UNICEF uses campaigns in schools to promote open discussion about mental health. For example, in Kazakhstan, which has 1 of the highest suicide rates among adolescents worldwide, UNICEF stepped up efforts to better the mental well-being of adolescents through a large-calibration pilot program in over 450 schools. The programme raised awareness, trained staff to place high-risk cases, and ensured referral of vulnerable adolescents to health specialists. Nearly fifty,000 young people participated in the pilot with many significant improvements in well-being. The programme has since been scaled up to over 3,000 schools.
The prioritization of adolescent mental health promotion and suicide prevention has resulted in a 51 per cent decrease of self-injury bloodshed in the 15 –17 years age group at the national level and the number of suicide cases decreased from 212 in 2013 to 104 in 2022 for this historic period group. And maybe most chiefly, mental health is now existence integrated into mainstream primary health care services, helping to overcome the stigma which frequently puts immature people off from seeking help.
Why I'm worried:
Migration has been part of the human experience throughout history. For thousands of years, children and families have left their place of birth to settle in new communities in search of educational or employment opportunities. Today is no unlike. We live in a mobile world in which at least 30 1000000 children have moved beyond borders.
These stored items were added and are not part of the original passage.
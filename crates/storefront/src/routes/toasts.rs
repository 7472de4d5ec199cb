//! Live-purchase toast route handler.
//!
//! Polled by HTMX from the base layout; each call invents one purchase
//! from the catalog pool. With no catalog (or an empty one) the endpoint
//! goes quiet instead of erroring.

use askama::Template;
use askama_web::WebTemplate;
use axum::{extract::State, http::StatusCode, response::IntoResponse, response::Response};
use tracing::instrument;

use crate::engagement::{PurchasePoolItem, Toast, make_random_toast};
use crate::state::AppState;

/// Single toast fragment template.
#[derive(Template, WebTemplate)]
#[template(path = "partials/toast.html")]
pub struct ToastTemplate {
    pub toast: Toast,
}

/// Produce the next invented purchase toast (HTMX polling).
#[instrument(skip(state))]
pub async fn next(State(state): State<AppState>) -> Response {
    let Ok(catalog) = state.catalog().get().await else {
        return StatusCode::NO_CONTENT.into_response();
    };

    let pool: Vec<PurchasePoolItem> = catalog
        .all_items()
        .map(|item| PurchasePoolItem {
            title: item.title.clone(),
            image: Some(item.image.clone()),
        })
        .collect();

    match make_random_toast(&pool) {
        Some(toast) => ToastTemplate { toast }.into_response(),
        None => StatusCode::NO_CONTENT.into_response(),
    }
}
For many, migration is propelled past a bulldoze for a better life. But for likewise many children, migration is not a positive option just an urgent necessity – they merely do non accept the opportunity to build a safe, good for you and prosperous life in the place they are born. When migration is driven past desperation, it tin lead to children migrating without the legal permissions they need, becoming so-chosen 'irregular migrants'. They often have perilous journeys across deserts, oceans and armed borders, encountering violence, corruption and exploitation on the way.
And one of the greatest migrations the earth has always seen is happening not across borders, but within borders, with millions migrating internally from rural to urban areas. In 1989, when the Convention on the Rights of the Child was adopted, the bulk of the world's children lived in rural areas. Today the bulk alive in cities, and the urbanization rate is set to abound. Though urban residents on boilerplate relish better admission to services and opportunities, inequalities can be so large that many of the most disadvantaged children in urban areas fare worse than children in rural areas. For example, the poorest urban children in one in four countries are more likely to die before their 5th birthday than the poorest children in rural areas. And the poorest urban children in 1 in 6 countries are less probable to consummate primary school than rural children.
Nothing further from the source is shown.